* [WHAT THE EXERCISE ASKS]:
Which of the lines in the data below contain the string "ClientBuilder"? Copy each of them.

* [RECORDS FOR PROCESSING]:
──────────
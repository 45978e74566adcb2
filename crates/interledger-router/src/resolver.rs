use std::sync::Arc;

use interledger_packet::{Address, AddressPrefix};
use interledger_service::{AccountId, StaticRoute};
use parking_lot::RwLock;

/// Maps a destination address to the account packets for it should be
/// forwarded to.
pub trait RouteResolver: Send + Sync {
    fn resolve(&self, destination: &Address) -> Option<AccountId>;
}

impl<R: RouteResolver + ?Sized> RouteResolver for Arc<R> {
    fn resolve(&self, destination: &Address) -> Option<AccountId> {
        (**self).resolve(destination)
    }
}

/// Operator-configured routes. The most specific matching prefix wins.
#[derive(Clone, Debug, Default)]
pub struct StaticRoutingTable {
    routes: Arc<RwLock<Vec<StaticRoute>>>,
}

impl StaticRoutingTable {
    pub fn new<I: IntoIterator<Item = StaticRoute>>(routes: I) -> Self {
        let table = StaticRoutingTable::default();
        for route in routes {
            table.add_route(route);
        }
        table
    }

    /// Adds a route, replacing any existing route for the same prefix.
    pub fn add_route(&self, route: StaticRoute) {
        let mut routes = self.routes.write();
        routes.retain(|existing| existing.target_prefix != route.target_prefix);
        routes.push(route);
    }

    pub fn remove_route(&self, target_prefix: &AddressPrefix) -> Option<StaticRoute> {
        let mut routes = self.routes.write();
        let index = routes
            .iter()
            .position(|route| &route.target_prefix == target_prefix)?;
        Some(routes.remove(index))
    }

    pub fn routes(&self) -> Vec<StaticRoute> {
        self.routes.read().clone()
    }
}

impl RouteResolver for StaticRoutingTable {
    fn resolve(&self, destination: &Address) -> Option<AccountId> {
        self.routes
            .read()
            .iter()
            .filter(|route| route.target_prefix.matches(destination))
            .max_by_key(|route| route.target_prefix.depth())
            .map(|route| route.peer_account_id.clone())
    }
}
──────────
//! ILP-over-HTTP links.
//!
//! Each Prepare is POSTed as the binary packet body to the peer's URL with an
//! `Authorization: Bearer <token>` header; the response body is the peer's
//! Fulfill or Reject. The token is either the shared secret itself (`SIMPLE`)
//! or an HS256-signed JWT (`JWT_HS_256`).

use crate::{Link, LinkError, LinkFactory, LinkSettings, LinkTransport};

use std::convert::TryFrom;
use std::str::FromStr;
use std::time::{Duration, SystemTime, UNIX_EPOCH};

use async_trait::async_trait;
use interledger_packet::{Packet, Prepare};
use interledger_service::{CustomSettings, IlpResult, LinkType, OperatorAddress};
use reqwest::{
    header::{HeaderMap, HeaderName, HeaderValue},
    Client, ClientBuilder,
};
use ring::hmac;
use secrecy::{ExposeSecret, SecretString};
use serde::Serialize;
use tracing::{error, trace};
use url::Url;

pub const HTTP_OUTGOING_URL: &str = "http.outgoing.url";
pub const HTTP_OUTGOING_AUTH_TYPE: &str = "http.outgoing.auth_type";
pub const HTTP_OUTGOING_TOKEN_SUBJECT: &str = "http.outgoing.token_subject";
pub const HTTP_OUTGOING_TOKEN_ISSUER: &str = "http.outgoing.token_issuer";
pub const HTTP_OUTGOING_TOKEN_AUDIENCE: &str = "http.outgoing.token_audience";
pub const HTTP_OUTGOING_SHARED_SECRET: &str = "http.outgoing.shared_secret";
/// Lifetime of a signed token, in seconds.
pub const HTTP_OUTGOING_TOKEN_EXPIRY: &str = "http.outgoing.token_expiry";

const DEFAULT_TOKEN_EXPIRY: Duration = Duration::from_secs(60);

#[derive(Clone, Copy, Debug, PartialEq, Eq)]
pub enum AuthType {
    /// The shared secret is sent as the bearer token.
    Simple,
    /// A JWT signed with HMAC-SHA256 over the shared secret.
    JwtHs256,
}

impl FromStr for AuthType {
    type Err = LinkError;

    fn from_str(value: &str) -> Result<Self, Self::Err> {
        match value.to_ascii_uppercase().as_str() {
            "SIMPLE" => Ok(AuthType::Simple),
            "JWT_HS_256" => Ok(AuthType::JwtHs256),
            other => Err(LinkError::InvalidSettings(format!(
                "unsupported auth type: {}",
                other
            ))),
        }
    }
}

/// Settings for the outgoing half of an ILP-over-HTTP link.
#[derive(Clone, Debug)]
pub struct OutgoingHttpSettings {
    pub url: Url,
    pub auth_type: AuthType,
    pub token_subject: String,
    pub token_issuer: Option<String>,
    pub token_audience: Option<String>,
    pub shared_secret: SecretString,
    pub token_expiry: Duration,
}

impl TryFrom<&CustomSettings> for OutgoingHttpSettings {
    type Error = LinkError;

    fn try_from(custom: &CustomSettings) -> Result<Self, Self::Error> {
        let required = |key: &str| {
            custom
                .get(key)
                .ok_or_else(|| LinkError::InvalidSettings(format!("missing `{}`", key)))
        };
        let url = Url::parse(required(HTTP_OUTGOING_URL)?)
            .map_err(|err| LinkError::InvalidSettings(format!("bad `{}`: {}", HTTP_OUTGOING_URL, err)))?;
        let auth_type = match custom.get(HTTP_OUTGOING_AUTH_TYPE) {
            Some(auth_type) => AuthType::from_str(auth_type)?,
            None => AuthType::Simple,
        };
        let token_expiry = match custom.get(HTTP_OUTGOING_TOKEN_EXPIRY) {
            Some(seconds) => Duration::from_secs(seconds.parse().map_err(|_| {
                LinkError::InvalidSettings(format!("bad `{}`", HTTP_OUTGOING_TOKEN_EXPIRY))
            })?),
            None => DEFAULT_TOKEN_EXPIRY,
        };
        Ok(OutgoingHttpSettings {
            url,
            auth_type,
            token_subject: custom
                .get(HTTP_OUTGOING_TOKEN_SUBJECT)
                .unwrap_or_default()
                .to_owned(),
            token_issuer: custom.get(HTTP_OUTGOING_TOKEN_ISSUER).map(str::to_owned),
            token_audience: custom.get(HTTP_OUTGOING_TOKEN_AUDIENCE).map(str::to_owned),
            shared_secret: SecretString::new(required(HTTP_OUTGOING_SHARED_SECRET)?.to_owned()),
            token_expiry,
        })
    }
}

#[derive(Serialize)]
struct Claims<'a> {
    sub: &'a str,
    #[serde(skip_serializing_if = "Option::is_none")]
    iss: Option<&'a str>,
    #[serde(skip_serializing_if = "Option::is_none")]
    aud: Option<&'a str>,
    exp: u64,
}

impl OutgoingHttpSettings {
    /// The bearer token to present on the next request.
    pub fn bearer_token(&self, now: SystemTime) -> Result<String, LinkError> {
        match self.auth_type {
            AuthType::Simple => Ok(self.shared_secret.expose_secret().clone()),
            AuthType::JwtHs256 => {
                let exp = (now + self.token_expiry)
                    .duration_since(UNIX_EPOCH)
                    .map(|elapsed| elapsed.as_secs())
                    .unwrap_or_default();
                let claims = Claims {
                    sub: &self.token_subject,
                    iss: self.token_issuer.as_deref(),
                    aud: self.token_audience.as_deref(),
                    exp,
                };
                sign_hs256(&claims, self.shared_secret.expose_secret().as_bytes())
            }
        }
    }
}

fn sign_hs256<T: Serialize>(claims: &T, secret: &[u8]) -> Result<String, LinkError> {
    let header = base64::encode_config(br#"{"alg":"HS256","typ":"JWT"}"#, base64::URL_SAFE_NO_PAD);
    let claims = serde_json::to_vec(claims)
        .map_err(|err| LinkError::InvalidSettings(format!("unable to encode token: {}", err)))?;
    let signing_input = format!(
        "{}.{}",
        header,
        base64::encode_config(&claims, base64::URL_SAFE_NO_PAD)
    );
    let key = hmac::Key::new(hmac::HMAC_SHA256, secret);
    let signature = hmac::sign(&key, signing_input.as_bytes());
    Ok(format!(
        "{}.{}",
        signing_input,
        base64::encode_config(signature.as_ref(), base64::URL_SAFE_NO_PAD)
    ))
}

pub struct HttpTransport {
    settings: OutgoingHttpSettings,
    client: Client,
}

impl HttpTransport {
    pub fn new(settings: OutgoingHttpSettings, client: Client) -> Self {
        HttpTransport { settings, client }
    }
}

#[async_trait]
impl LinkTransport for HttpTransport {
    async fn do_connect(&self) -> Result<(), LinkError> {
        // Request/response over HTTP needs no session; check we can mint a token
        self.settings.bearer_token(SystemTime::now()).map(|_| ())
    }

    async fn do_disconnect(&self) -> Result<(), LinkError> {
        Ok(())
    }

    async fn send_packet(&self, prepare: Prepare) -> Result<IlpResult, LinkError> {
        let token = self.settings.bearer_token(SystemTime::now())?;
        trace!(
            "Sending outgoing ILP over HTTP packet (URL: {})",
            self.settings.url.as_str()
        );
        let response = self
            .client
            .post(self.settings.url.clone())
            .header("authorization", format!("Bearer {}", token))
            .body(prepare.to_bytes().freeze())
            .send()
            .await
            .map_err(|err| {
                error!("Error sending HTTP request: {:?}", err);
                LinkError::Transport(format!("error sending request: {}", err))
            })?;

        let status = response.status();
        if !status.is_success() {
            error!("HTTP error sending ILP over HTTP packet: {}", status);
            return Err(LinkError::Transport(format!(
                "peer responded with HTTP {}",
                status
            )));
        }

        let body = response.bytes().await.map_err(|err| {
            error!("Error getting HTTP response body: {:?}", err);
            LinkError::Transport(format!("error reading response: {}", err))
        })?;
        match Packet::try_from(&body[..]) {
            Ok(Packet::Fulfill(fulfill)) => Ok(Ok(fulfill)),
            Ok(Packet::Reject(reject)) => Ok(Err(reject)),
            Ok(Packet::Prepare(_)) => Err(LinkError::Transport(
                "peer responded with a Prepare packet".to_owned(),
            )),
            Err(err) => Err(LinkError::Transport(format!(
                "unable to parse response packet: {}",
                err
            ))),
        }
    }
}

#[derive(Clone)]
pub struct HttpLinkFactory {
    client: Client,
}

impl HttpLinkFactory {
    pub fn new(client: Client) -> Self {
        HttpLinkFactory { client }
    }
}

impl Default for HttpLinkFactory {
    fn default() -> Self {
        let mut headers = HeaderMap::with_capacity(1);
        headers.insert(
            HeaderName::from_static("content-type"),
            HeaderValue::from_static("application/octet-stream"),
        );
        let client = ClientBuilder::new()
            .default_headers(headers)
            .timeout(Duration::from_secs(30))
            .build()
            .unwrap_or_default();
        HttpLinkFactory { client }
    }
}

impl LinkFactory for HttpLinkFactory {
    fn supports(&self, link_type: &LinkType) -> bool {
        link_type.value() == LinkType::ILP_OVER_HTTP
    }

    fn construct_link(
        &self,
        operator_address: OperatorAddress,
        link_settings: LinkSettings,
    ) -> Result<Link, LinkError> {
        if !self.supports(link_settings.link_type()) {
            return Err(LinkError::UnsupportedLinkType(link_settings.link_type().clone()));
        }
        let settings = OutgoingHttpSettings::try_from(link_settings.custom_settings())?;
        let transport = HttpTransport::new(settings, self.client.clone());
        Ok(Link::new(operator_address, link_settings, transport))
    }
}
──────────
* [EXERCISE RESPONSE]:
    Client, ClientBuilder,
        let client = ClientBuilder::new()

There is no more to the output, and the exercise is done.